France | France, Cour administrative d'appel de Paris, 6ème chambre, 05 février 2020, 19PA00826


Vu la procédure suivante :

Procédure contentieuse antérieure :

M. A... D... a demandé au Tribunal administratif de Melun d'annuler les décisions implicites par lesquelles le maire de la commune de Saint-Sauveur-sur-Ecole a rejeté ses demandes tendant à ce qu'il prenne des mesures de réglementation de la circulation et du stationnement dans la zone d'activité de la Mare aux Trois Saules, d'enjoindre à la commune de Saint-Sauveur-sur-Ecole d'adopter, sous astreinte, des mesures de réglementation de la circulation et du stationnement dans la zone d'activité de la Mare au

x Trois Saules dans un délai de six mois à compter de la décision à int...

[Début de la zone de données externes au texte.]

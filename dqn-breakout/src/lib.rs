//! Trains and tests a DQN agent on [`BreakoutEnv`].
//!
//! Training writes TensorBoard logs, the configuration and the checkpoints under
//! `--logdir`: `best/` holds the parameters with the highest evaluation score and
//! `<episode>/` those at every evaluation. The final behavior network is saved in
//! `--model`.
//!
//! ```bash
//! # Train
//! cargo run --release -p dqn-breakout -- --logdir log/breakout
//!
//! # Resume from the checkpoint at episode 1000
//! cargo run --release -p dqn-breakout -- --logdir log/breakout --resume 1000
//!
//! # Evaluate the best model
//! cargo run --release -p dqn-breakout -- --logdir log/breakout --test-only
//! ```
use anyhow::{bail, Result};
use clap::{Parser, ValueEnum};
use dqn_breakout_env::{BreakoutAction, BreakoutEnv};
use dqn_candle_agent::{cnn::Cnn, dqn::Dqn as Dqn_};
use dqn_core::{
    Agent, Configurable, DefaultEvaluator, Evaluator as _, Trainer, TrainingSession,
};
use dqn_tensorboard::TensorboardRecorder;
use log::info;
use std::{fs, path::Path};

pub type Env = BreakoutEnv;
pub type Dqn = Dqn_<Env, Cnn>;
pub type Evaluator = DefaultEvaluator<Env>;

/// Device on which the networks run.
#[derive(Clone, Copy, Debug, PartialEq, ValueEnum)]
pub enum DeviceArg {
    /// CPU.
    Cpu,

    /// The first CUDA device, or the CPU if CUDA is not available.
    Cuda,
}

/// Train/test DQN agent in Breakout
#[derive(Parser, Debug, Clone)]
#[command(version, about)]
pub struct Args {
    /// Device for the networks
    #[arg(short, long, value_enum, default_value_t = DeviceArg::Cuda)]
    pub device: DeviceArg,

    /// Directory where the final model is saved
    #[arg(short, long, default_value = "dqn_breakout")]
    pub model: String,

    /// Directory of logs and checkpoints
    #[arg(long, default_value = "log/breakout")]
    pub logdir: String,

    /// Environment steps with random actions before learning starts
    #[arg(long, default_value_t = 20000)]
    pub warmup: usize,

    /// The number of training episodes
    #[arg(long, default_value_t = 20000)]
    pub episode: usize,

    /// Capacity of the replay memory
    #[arg(long, default_value_t = 100000)]
    pub capacity: usize,

    /// Batch size of a learning update
    #[arg(long, default_value_t = 32)]
    pub batch_size: usize,

    /// Learning rate
    #[arg(long, default_value_t = 0.0000625)]
    pub lr: f64,

    /// The number of decisions over which epsilon decays to its minimum
    #[arg(long, default_value_t = 100000)]
    pub eps_decay: usize,

    /// Minimum of epsilon
    #[arg(long, default_value_t = 0.1)]
    pub eps_min: f64,

    /// Discount factor
    #[arg(long, default_value_t = 0.99)]
    pub gamma: f64,

    /// Interval of learning updates in steps
    #[arg(long, default_value_t = 4)]
    pub freq: usize,

    /// Interval of target network synchronization in steps
    #[arg(long, default_value_t = 10000)]
    pub target_freq: usize,

    /// Interval of evaluation in episodes
    #[arg(long, default_value_t = 500)]
    pub eval_freq: usize,

    /// Resume training from the checkpoint of this episode
    #[arg(long, default_value_t = 0)]
    pub resume: usize,

    /// Save the target network and the optimizer state in episode checkpoints
    #[arg(long, default_value_t = false)]
    pub full_checkpoints: bool,

    /// Evaluate the best model, not train
    #[arg(long, default_value_t = false)]
    pub test_only: bool,

    /// The number of evaluation episodes
    #[arg(long, default_value_t = 10)]
    pub test_episode: usize,

    /// Random seed
    #[arg(long, default_value_t = 20230422)]
    pub seed: i64,

    /// Epsilon during evaluation
    #[arg(long, default_value_t = 0.01)]
    pub test_epsilon: f32,

    /// Step limit of an episode
    #[arg(long)]
    pub max_episode_steps: Option<usize>,

    /// Print the configuration and exit
    #[arg(long, default_value_t = false)]
    pub show_config: bool,
}

pub mod config {
    //! Configurations built from [`Args`].
    use super::*;
    use dqn_breakout_env::{BreakoutEnvConfig, N_STACK};
    use dqn_candle_agent::{cnn::CnnConfig, dqn::DqnConfig, opt::OptimizerConfig, Device};
    use dqn_core::{ExplorationScheduleConfig, ReplayMemoryConfig, TrainerConfig};
    use serde::{Deserialize, Serialize};

    /// All configurations of a run.
    #[derive(Debug, Deserialize, Serialize, PartialEq, Clone)]
    pub struct BreakoutConfig {
        pub env: BreakoutEnvConfig,
        pub agent: DqnConfig<CnnConfig>,
        pub trainer: TrainerConfig,
    }

    impl BreakoutConfig {
        /// Constructs the configurations from command line arguments.
        ///
        /// The warmup period must fill the replay memory with at least one batch.
        pub fn from_args(args: &Args) -> Result<Self> {
            if args.warmup < args.batch_size {
                bail!(
                    "warmup ({}) must not be smaller than batch_size ({})",
                    args.warmup,
                    args.batch_size
                );
            }

            Ok(Self {
                env: env_config(args),
                agent: agent_config(args),
                trainer: trainer_config(args),
            })
        }

        /// Saves the configurations as a YAML file.
        pub fn save(&self, path: impl AsRef<Path>) -> Result<()> {
            fs::write(path, serde_yaml::to_string(self)?)?;
            Ok(())
        }
    }

    /// Configuration of the training environment.
    pub fn env_config(args: &Args) -> BreakoutEnvConfig {
        let config = BreakoutEnvConfig::default();
        match args.max_episode_steps {
            None => config,
            Some(n) => config.max_episode_steps(Some(n)),
        }
    }

    pub fn agent_config(args: &Args) -> DqnConfig<CnnConfig> {
        let device = match args.device {
            DeviceArg::Cpu => Device::Cpu,
            DeviceArg::Cuda => Device::cuda_if_available(),
        };

        DqnConfig::default()
            .model_config(CnnConfig::new(N_STACK as _, BreakoutAction::COUNT as _))
            .opt_config(OptimizerConfig::default().learning_rate(args.lr))
            .memory_config(
                ReplayMemoryConfig::default()
                    .capacity(args.capacity)
                    .seed(args.seed as u64),
            )
            .exploration_config(
                ExplorationScheduleConfig::default()
                    .eps_min(args.eps_min)
                    .eps_decay_steps(args.eps_decay),
            )
            .batch_size(args.batch_size)
            .discount_factor(args.gamma)
            .learn_interval(args.freq)
            .target_sync_interval(args.target_freq)
            .device(device)
            .seed(args.seed as u64)
            .resume(args.resume != 0)
    }

    pub fn trainer_config(args: &Args) -> TrainerConfig {
        TrainerConfig::default()
            .n_episodes(args.episode)
            .warmup_steps(args.warmup)
            .eval_interval(args.eval_freq)
            .fire_action(Some(BreakoutAction::Fire as usize))
            .model_dir(&args.logdir)
            .start_episode(args.resume)
            .full_checkpoints(args.full_checkpoints)
            .seed(args.seed)
    }

    pub fn show_config(config: &BreakoutConfig) -> Result<()> {
        println!("{}", serde_yaml::to_string(config)?);
        Ok(())
    }
}

fn evaluator(args: &Args) -> Result<Evaluator> {
    let env_config = config::env_config(args).eval();
    Evaluator::new(&env_config, args.seed, args.test_episode, args.test_epsilon)
}

/// Trains the agent and saves the final behavior network in `--model`.
pub fn train(args: &Args) -> Result<TrainingSession> {
    let config = config::BreakoutConfig::from_args(args)?;
    fs::create_dir_all(&args.logdir)?;
    config.save(Path::new(&args.logdir).join("config.yaml"))?;

    let mut agent = Dqn::build(config.agent)?;
    if args.resume != 0 {
        let path = Path::new(&args.logdir).join(args.resume.to_string());
        agent.load_params(&path, args.full_checkpoints)?;
        info!("Resume training from {:?}", path);
    }

    let mut recorder = TensorboardRecorder::new(&args.logdir);
    let mut evaluator = evaluator(args)?;
    let mut trainer = Trainer::<Env>::build(config.trainer, config.env);
    let session = trainer.train(&mut agent, &mut recorder, &mut evaluator)?;

    agent.save_params(Path::new(&args.model), false)?;
    info!("Saved the final model in {:?}", args.model);

    Ok(session)
}

/// Evaluates the best model in `--logdir` and returns the average reward.
pub fn test(args: &Args) -> Result<f32> {
    let mut agent = Dqn::build(config::agent_config(args))?;
    agent.load_params(&Path::new(&args.logdir).join("best"), false)?;

    let mut evaluator = evaluator(args)?;
    let average = evaluator.evaluate(&mut agent)?;
    println!("Average Reward: {:.2}", average);

    Ok(average)
}

pub fn run(args: &Args) -> Result<()> {
    if args.show_config {
        config::show_config(&config::BreakoutConfig::from_args(args)?)
    } else if args.test_only {
        test(args).map(|_| ())
    } else {
        train(args).map(|_| ())
    }
}

#[cfg(test)]
mod tests {
    use super::*;

    #[test]
    fn test_default_args() {
        let args = Args::try_parse_from(["dqn-breakout"]).unwrap();
        assert_eq!(args.device, DeviceArg::Cuda);
        assert_eq!(args.warmup, 20000);
        assert_eq!(args.batch_size, 32);
        assert_eq!(args.lr, 0.0000625);
        assert_eq!(args.eps_decay, 100000);
        assert_eq!(args.freq, 4);
        assert_eq!(args.target_freq, 10000);
        assert_eq!(args.eval_freq, 500);
        assert_eq!(args.test_episode, 10);
        assert_eq!(args.seed, 20230422);
        assert!(!args.test_only);
    }

    #[test]
    fn test_warmup_shorter_than_batch_is_rejected() {
        let args =
            Args::try_parse_from(["dqn-breakout", "--warmup", "0", "--batch-size", "32"]).unwrap();
        assert!(config::BreakoutConfig::from_args(&args).is_err());

        let args =
            Args::try_parse_from(["dqn-breakout", "--warmup", "32", "--batch-size", "32"]).unwrap();
        assert!(config::BreakoutConfig::from_args(&args).is_ok());
    }

    #[test]
    fn test_config_from_args() {
        let args = Args::try_parse_from([
            "dqn-breakout",
            "-d",
            "cpu",
            "--batch-size",
            "8",
            "--resume",
            "100",
            "--max-episode-steps",
            "50",
        ])
        .unwrap();
        let config = config::BreakoutConfig::from_args(&args).unwrap();

        assert_eq!(config.agent.batch_size, 8);
        assert!(config.agent.resume);
        assert_eq!(config.agent.device, Some(dqn_candle_agent::Device::Cpu));
        assert_eq!(config.trainer.start_episode, 100);
        assert_eq!(config.trainer.fire_action, Some(1));
        assert_eq!(config.trainer.model_dir.as_deref(), Some("log/breakout"));
        assert_eq!(config.env.max_episode_steps, Some(50));
        assert!(config.env.train);
    }
}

Vu la procédure suivante :

Procédure contentieuse antérieure :

M. A... D... a demandé au Tribunal administratif de Melun d'annuler les décisions implicites par lesquelles le maire de la commune de Saint-Sauveur-sur-Ecole a rejeté ses demandes tendant à ce qu'il prenne des mesures de réglementation de la circulation et du stationnement dans la zone d'activité de la Mare aux Trois Saules, d'enjoindre à la commune de Saint-Sauveur-sur-Ecole d'adopter, sous astreinte, des mesures de réglementation de la circulation et du stationnement dans la zone d'activité de la Mare aux Trois Saules dans un délai de six mois à compter de la décision à intervenir, et de mettre à la charge de la commune de Saint-Sauveur-sur-Ecole la somme de

2 000 euros au titre des dispositions de l'article L. 761-1 du code de justice administrative ainsi que les entiers dépens.

Par un jugement n° 1609865 du 28 décembre 2018, le Tribunal administratif de Melun a annulé les décisions implicites de rejet de la commune de Saint-Sauveur-sur-Ecole, des demandes de M. D... de règlementation de la circulation et du stationnement dans la zone d'activité de la Mare aux Trois Saules, a enjoint à la commune de Saint-Sauveur-sur-Ecole de prendre, dans un délai de deux mois, les mesures de nature à faire obstacle au stationnement des véhicules sur la chaussée et les trottoirs de cette zone d'activité et a mis à la charge de la commune de Saint-Sauveur-sur-Ecole une somme de 1 500 euros à verser à M. D... au titre de l'article L. 761-1 du code de justice administrative.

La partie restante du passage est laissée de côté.